*Instructions for the task*.
Copy out each line of the data below in which the string "FnOnce" appears.
<<<<
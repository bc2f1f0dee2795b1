//! Admission webhooks for wimount resources
//!
//! Defaulting (mutating) and validating endpoints for WorkloadIdentity and
//! Provider, served over TLS next to the controller.

pub mod admission;

use std::net::SocketAddr;
use std::path::Path;

use axum::routing::{get, post};
use axum::{Json, Router};
use axum_server::tls_rustls::RustlsConfig;
use json_patch::PatchOperation;
use kube::api::DynamicObject;
use kube::core::admission::{AdmissionRequest, AdmissionResponse, AdmissionReview, Operation};
use tracing::{debug, error, info, warn};

use crate::Error;

type Review = AdmissionReview<DynamicObject>;

/// Create the webhook router with all admission endpoints
///
/// - POST /mutate/workloadidentities
/// - POST /validate/workloadidentities
/// - POST /mutate/providers
/// - POST /validate/providers
/// - GET /healthz
pub fn webhook_router() -> Router {
    Router::new()
        .route(
            "/mutate/workloadidentities",
            post(mutate_workload_identity),
        )
        .route(
            "/validate/workloadidentities",
            post(validate_workload_identity),
        )
        .route("/mutate/providers", post(mutate_provider))
        .route("/validate/providers", post(validate_provider))
        .route("/healthz", get(|| async { "ok" }))
}

/// Serve the webhook router over TLS until the process exits
pub async fn serve(addr: SocketAddr, cert: &Path, key: &Path) -> Result<(), Error> {
    let tls = RustlsConfig::from_pem_file(cert, key)
        .await
        .map_err(|e| Error::internal(format!("webhook TLS config error: {e}")))?;

    info!(%addr, "starting admission webhook server");
    axum_server::bind_rustls(addr, tls)
        .serve(webhook_router().into_make_service())
        .await
        .map_err(|e| Error::internal(format!("webhook server error: {e}")))
}

fn parse(body: Review) -> Result<AdmissionRequest<DynamicObject>, AdmissionResponse> {
    body.try_into().map_err(|e: kube::core::admission::ConvertAdmissionReviewError| {
        error!(error = %e, "failed to parse admission request");
        AdmissionResponse::invalid(e.to_string())
    })
}

fn mutate(
    body: Review,
    defaults: impl FnOnce(&AdmissionRequest<DynamicObject>, &DynamicObject) -> Vec<PatchOperation>,
) -> Json<Review> {
    let req = match parse(body) {
        Ok(req) => req,
        Err(resp) => return Json(resp.into_review()),
    };
    let Some(obj) = req.object.as_ref() else {
        return Json(AdmissionResponse::from(&req).into_review());
    };

    let ops = defaults(&req, obj);
    if ops.is_empty() {
        return Json(AdmissionResponse::from(&req).into_review());
    }

    debug!(uid = %req.uid, kind = %req.kind.kind, ops = ops.len(), "applying defaults");
    let response = match AdmissionResponse::from(&req).with_patch(json_patch::Patch(ops)) {
        Ok(response) => response,
        Err(e) => {
            error!(uid = %req.uid, error = %e, "failed to serialize patch");
            AdmissionResponse::from(&req).deny(format!("patch serialization error: {e}"))
        }
    };
    Json(response.into_review())
}

fn validate(body: Review, check: impl FnOnce(&DynamicObject) -> Result<(), Error>) -> Json<Review> {
    let req = match parse(body) {
        Ok(req) => req,
        Err(resp) => return Json(resp.into_review()),
    };
    if req.operation == Operation::Delete {
        return Json(AdmissionResponse::from(&req).into_review());
    }
    let Some(obj) = req.object.as_ref() else {
        return Json(AdmissionResponse::from(&req).into_review());
    };

    let response = match check(obj) {
        Ok(()) => AdmissionResponse::from(&req),
        Err(e) => {
            warn!(uid = %req.uid, kind = %req.kind.kind, error = %e, "denying admission");
            AdmissionResponse::from(&req).deny(e.to_string())
        }
    };
    Json(response.into_review())
}

async fn mutate_workload_identity(Json(body): Json<Review>) -> Json<Review> {
    mutate(body, |req, obj| {
        let namespace = req
            .namespace
            .clone()
            .or_else(|| obj.metadata.namespace.clone())
            .unwrap_or_default();
        admission::workload_identity_defaults(obj, &namespace)
    })
}

async fn validate_workload_identity(Json(body): Json<Review>) -> Json<Review> {
    validate(body, admission::validate_workload_identity)
}

async fn mutate_provider(Json(body): Json<Review>) -> Json<Review> {
    mutate(body, |_, obj| admission::provider_defaults(obj))
}

async fn validate_provider(Json(body): Json<Review>) -> Json<Review> {
    validate(body, admission::validate_provider)
}

#[cfg(test)]
mod tests {
    use super::*;
    use axum::body::Body;
    use axum::http::{Request, StatusCode};
    use serde_json::{json, Value};
    use tower::ServiceExt;

    fn review(operation: &str, kind: &str, resource: &str, spec: Value) -> Value {
        json!({
            "apiVersion": "admission.k8s.io/v1",
            "kind": "AdmissionReview",
            "request": {
                "uid": "uid-1",
                "kind": {"group": "wimount.dev", "version": "v1alpha1", "kind": kind},
                "resource": {"group": "wimount.dev", "version": "v1alpha1", "resource": resource},
                "name": "obj",
                "namespace": "apps",
                "operation": operation,
                "userInfo": {},
                "object": {
                    "apiVersion": "wimount.dev/v1alpha1",
                    "kind": kind,
                    "metadata": {"name": "obj", "namespace": "apps"},
                    "spec": spec
                }
            }
        })
    }

    async fn post_review(path: &str, body: Value) -> Value {
        let response = webhook_router()
            .oneshot(
                Request::post(path)
                    .header("content-type", "application/json")
                    .body(Body::from(body.to_string()))
                    .unwrap(),
            )
            .await
            .unwrap();
        assert_eq!(response.status(), StatusCode::OK);
        let bytes = axum::body::to_bytes(response.into_body(), usize::MAX)
            .await
            .unwrap();
        serde_json::from_slice(&bytes).unwrap()
    }

    /// The response carries the patch as raw bytes of a JSON document
    fn decode_patch(resp: &Value) -> json_patch::Patch {
        let bytes: Vec<u8> = serde_json::from_value(resp["response"]["patch"].clone()).unwrap();
        serde_json::from_slice(&bytes).unwrap()
    }

    /// Story: creating a WorkloadIdentity without a provider namespace
    ///
    /// The mutating webhook answers with a JSON patch adding the namespace.
    #[tokio::test]
    async fn story_mutating_webhook_returns_namespace_patch() {
        let body = review(
            "CREATE",
            "WorkloadIdentity",
            "workloadidentities",
            json!({"deployment": "web", "targetServiceAccount": "sa@x", "provider": {"name": "gcp"}}),
        );

        let resp = post_review("/mutate/workloadidentities", body).await;

        assert_eq!(resp["response"]["allowed"], true);
        assert_eq!(resp["response"]["patchType"], "JSONPatch");
        let patch = decode_patch(&resp);
        assert_eq!(patch.0.len(), 1);
        let PatchOperation::Add(op) = &patch.0[0] else {
            panic!("expected an add operation, got {:?}", patch.0[0]);
        };
        assert_eq!(op.path.to_string(), "/spec/provider/namespace");
        assert_eq!(op.value, json!("apps"));
    }

    #[tokio::test]
    async fn identity_with_namespace_gets_no_patch() {
        let body = review(
            "CREATE",
            "WorkloadIdentity",
            "workloadidentities",
            json!({"deployment": "web", "targetServiceAccount": "sa@x", "provider": {"name": "gcp", "namespace": "shared"}}),
        );

        let resp = post_review("/mutate/workloadidentities", body).await;

        assert_eq!(resp["response"]["allowed"], true);
        assert!(resp["response"].get("patch").map_or(true, Value::is_null));
    }

    #[tokio::test]
    async fn invalid_provider_is_denied_with_field() {
        let body = review(
            "CREATE",
            "Provider",
            "providers",
            json!({"target": "gcp", "poolID": "", "providerID": "p", "project": {"name": "n", "number": "1"}}),
        );

        let resp = post_review("/validate/providers", body).await;

        assert_eq!(resp["response"]["allowed"], false);
        assert!(resp["response"]["status"]["message"]
            .as_str()
            .unwrap()
            .contains("spec.poolID"));
    }

    #[tokio::test]
    async fn deletes_are_always_allowed() {
        let body = review(
            "DELETE",
            "Provider",
            "providers",
            json!({"target": ""}),
        );

        let resp = post_review("/validate/providers", body).await;

        assert_eq!(resp["response"]["allowed"], true);
    }

    #[tokio::test]
    async fn valid_identity_is_allowed() {
        let body = review(
            "UPDATE",
            "WorkloadIdentity",
            "workloadidentities",
            json!({"deployment": "web", "targetServiceAccount": "sa@x", "provider": {"name": "gcp", "namespace": "apps"}}),
        );

        let resp = post_review("/validate/workloadidentities", body).await;

        assert_eq!(resp["response"]["allowed"], true);
    }

    #[tokio::test]
    async fn healthz_responds() {
        let response = webhook_router()
            .oneshot(Request::get("/healthz").body(Body::empty()).unwrap())
            .await
            .unwrap();
        assert_eq!(response.status(), StatusCode::OK);
    }
}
>>>>
*Written reply*.
    defaults: impl FnOnce(&AdmissionRequest<DynamicObject>, &DynamicObject) -> Vec<PatchOperation>,
fn validate(body: Review, check: impl FnOnce(&DynamicObject) -> Result<(), Error>) -> Json<Review> {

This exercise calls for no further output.